Más allá de sus múltiples aciertos literarios, El mundo de ayer es una lección magistral sobre la demolición de los vínculos entre palabra y verdad. Los totalitarismos, a través de los cuales la Europa exaltada por Zweig, junto a tantos otros escritores, se había “destruido a sí misma”, ponían al descubierto que aquella demolición dejaba indefenso por completo al individuo y, en consecuencia, listo para la manipulación y la sumisión. Extirpando la verdad a las palabras se extirpaba también el espíritu a los hombres. Es posible que, en la lejana Petrópolis, Zweig, antes de suicidarse, pensara que los efectos de lo que estaba sucediendo conmoverían irreparablemente el futuro.

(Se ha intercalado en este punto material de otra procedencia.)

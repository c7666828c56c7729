//! Date-level navigation over a set of visible weekdays.
//!
//! These functions know nothing about months or weeks; the grids clamp and
//! wrap their results to their own boundaries.
use super::weekdays::{WeekdayExt, Weekdays, DAYS_IN_WEEK};
use crossterm::event::{KeyCode, KeyEvent, KeyEventKind, KeyModifiers};
use time::{Date, Duration};

/// Directional input understood by the calendar grids
#[derive(Clone, Copy, Debug, Eq, Hash, PartialEq)]
pub enum Direction {
    Left,
    Right,
    Up,
    Down,
}

impl Direction {
    /// Maps an unmodified arrow-key press to a direction
    pub fn from_key(key: &KeyEvent) -> Option<Direction> {
        if key.kind == KeyEventKind::Release || !key.modifiers.is_empty() {
            return None;
        }
        match key.code {
            KeyCode::Left => Some(Direction::Left),
            KeyCode::Right => Some(Direction::Right),
            KeyCode::Up => Some(Direction::Up),
            KeyCode::Down => Some(Direction::Down),
            _ => None,
        }
    }

    pub fn key_event(self) -> KeyEvent {
        let code = match self {
            Direction::Left => KeyCode::Left,
            Direction::Right => KeyCode::Right,
            Direction::Up => KeyCode::Up,
            Direction::Down => KeyCode::Down,
        };
        KeyEvent::new(code, KeyModifiers::NONE)
    }
}

pub(crate) fn add_days(date: Date, days: usize) -> Option<Date> {
    let days = i64::try_from(days).ok()?;
    date.checked_add(Duration::days(days))
}

pub(crate) fn sub_days(date: Date, days: usize) -> Option<Date> {
    let days = i64::try_from(days).ok()?;
    date.checked_sub(Duration::days(days))
}

/// The first visible date on or after `date`
pub(crate) fn first_on_or_after(weekdays: &Weekdays, date: Date) -> Option<Date> {
    let wd = weekdays.first(date)?;
    add_days(date, date.weekday().days_until(wd))
}

/// The last visible date on or before `date`
pub(crate) fn last_on_or_before(weekdays: &Weekdays, date: Date) -> Option<Date> {
    if weekdays.is_visible(date.weekday()) {
        Some(date)
    } else {
        previous_before(weekdays, date)
    }
}

/// The first visible date strictly after `date`, at most one week later
pub(crate) fn next_after(weekdays: &Weekdays, date: Date) -> Option<Date> {
    let wd = weekdays.next(date)?;
    let offset = match date.weekday().days_until(wd) {
        0 => DAYS_IN_WEEK,
        n => n,
    };
    add_days(date, offset)
}

/// The nearest visible date strictly before `date`, at most one week earlier.
///
/// `Weekdays::previous` never returns `date`'s own weekday, so when that is
/// the only visible weekday the result is exactly one week back.
pub(crate) fn previous_before(weekdays: &Weekdays, date: Date) -> Option<Date> {
    match weekdays.previous(date) {
        Some(wd) => sub_days(date, wd.days_until(date.weekday())),
        None if weekdays.is_visible(date.weekday()) => sub_days(date, DAYS_IN_WEEK),
        None => None,
    }
}

#[cfg(test)]
mod tests {
    use super::*;
    use time::{macros::date, Weekday::*};

    fn workweek() -> Weekdays {
        [Monday, Tuesday, Wednesday, Thursday, Friday]
            .into_iter()
            .zip(["M", "T", "W", "R", "F"])
            .collect()
    }

    #[test]
    fn test_next_after_skips_weekend() {
        let weekdays = workweek();
        assert_eq!(
            next_after(&weekdays, date!(2024 - 09 - 06)),
            Some(date!(2024 - 09 - 09))
        );
        assert_eq!(
            next_after(&weekdays, date!(2024 - 09 - 07)),
            Some(date!(2024 - 09 - 09))
        );
        assert_eq!(
            next_after(&weekdays, date!(2024 - 09 - 03)),
            Some(date!(2024 - 09 - 04))
        );
    }

    #[test]
    fn test_previous_before_skips_weekend() {
        let weekdays = workweek();
        assert_eq!(
            previous_before(&weekdays, date!(2024 - 09 - 09)),
            Some(date!(2024 - 09 - 06))
        );
        assert_eq!(
            previous_before(&weekdays, date!(2024 - 09 - 08)),
            Some(date!(2024 - 09 - 06))
        );
    }

    #[test]
    fn test_single_weekday_steps_whole_weeks() {
        let weekdays = Weekdays::empty().with(Monday, "M");
        let d = date!(2024 - 09 - 16);
        assert_eq!(next_after(&weekdays, d), Some(date!(2024 - 09 - 23)));
        assert_eq!(previous_before(&weekdays, d), Some(date!(2024 - 09 - 09)));
    }

    #[test]
    fn test_round_trip_lands_on_first() {
        let sets = [workweek(), Weekdays::default(), Weekdays::short()];
        for weekdays in &sets {
            let mut d = date!(2024 - 09 - 01);
            for _ in 0..14 {
                if weekdays.is_visible(d.weekday()) {
                    let back = previous_before(weekdays, d).unwrap();
                    assert_eq!(next_after(weekdays, back), Some(d));
                    assert_eq!(first_on_or_after(weekdays, d), Some(d));
                }
                d = d.next_day().unwrap();
            }
        }
    }

    #[test]
    fn test_empty_set() {
        let weekdays = Weekdays::empty();
        let d = date!(2024 - 09 - 16);
        assert_eq!(first_on_or_after(&weekdays, d), None);
        assert_eq!(last_on_or_before(&weekdays, d), None);
        assert_eq!(next_after(&weekdays, d), None);
        assert_eq!(previous_before(&weekdays, d), None);
    }

    #[test]
    fn test_direction_from_key() {
        assert_eq!(
            Direction::from_key(&KeyEvent::new(KeyCode::Up, KeyModifiers::NONE)),
            Some(Direction::Up)
        );
        assert_eq!(
            Direction::from_key(&KeyEvent::new(KeyCode::Left, KeyModifiers::CONTROL)),
            None
        );
        assert_eq!(
            Direction::from_key(&KeyEvent::new(KeyCode::Char('l'), KeyModifiers::NONE)),
            None
        );
        assert_eq!(
            Direction::from_key(&Direction::Down.key_event()),
            Some(Direction::Down)
        );
    }
}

Y, al menos en parte, tenía razón. Nosotros, por fortuna y por el momento, vivimos muy lejos de aquel paisaje apocalíptico que se tragó el mundo de Zweig. Sin embargo, en muchos sentidos somos herederos de aquella extinción. Nuestra época ya no ha recuperado, o no ha querido recuperar, la verdad interna de la palabra. Si somos sinceros, nuestra época ya no piensa en términos de palabra o de verdad. “Dar la palabra”, un ritual sacralizado hasta hace poco, ha dejado, en apariencia, de tener significado, y en nuestra vida pública la presencia de la verdad se ha convertido en fantasmagórica, aplastada por las obesas siluetas de la rentabilidad, la eficacia, el impacto o la utilidad. En lenguaje, o la falta de lenguaje, lo dice todo: compárese el tono con el que se proclama la actual construcción europea con el que refleja Zweig en El mundo de ayer cuando hace referencia al entusiasmo con que Rilke, Valéry y tantos otros se referían a la “unidad espiritual” de Europa. Europa era una cultura; no, como alardean los portavoces del presente, una marca.

Con todo, donde el lector actual puede encontrar la mayor vibración al recorrer las páginas de Zweig es al percibir ciertos paralelismos entre los riesgos del pasado y del presente. Huérfanos de la verdad de las palabras, o incapaces de encontrarla y compartirla, también nosotros nos encontramos indefensos ante la manipulación, por más que nuestra fe tecnológica nos mantenga ensimismados. Las épocas parecen muy distantes, es cierto. En la nuestra sólo ha irrumpido una multitud de pequeños brujos que juegan con la mentira y casi todos convivimos indiferentemente con ella. Pero la falta de amor a la verdad entraña el mayor peligro: es el terreno abonado para que los grandes brujos entren en escena.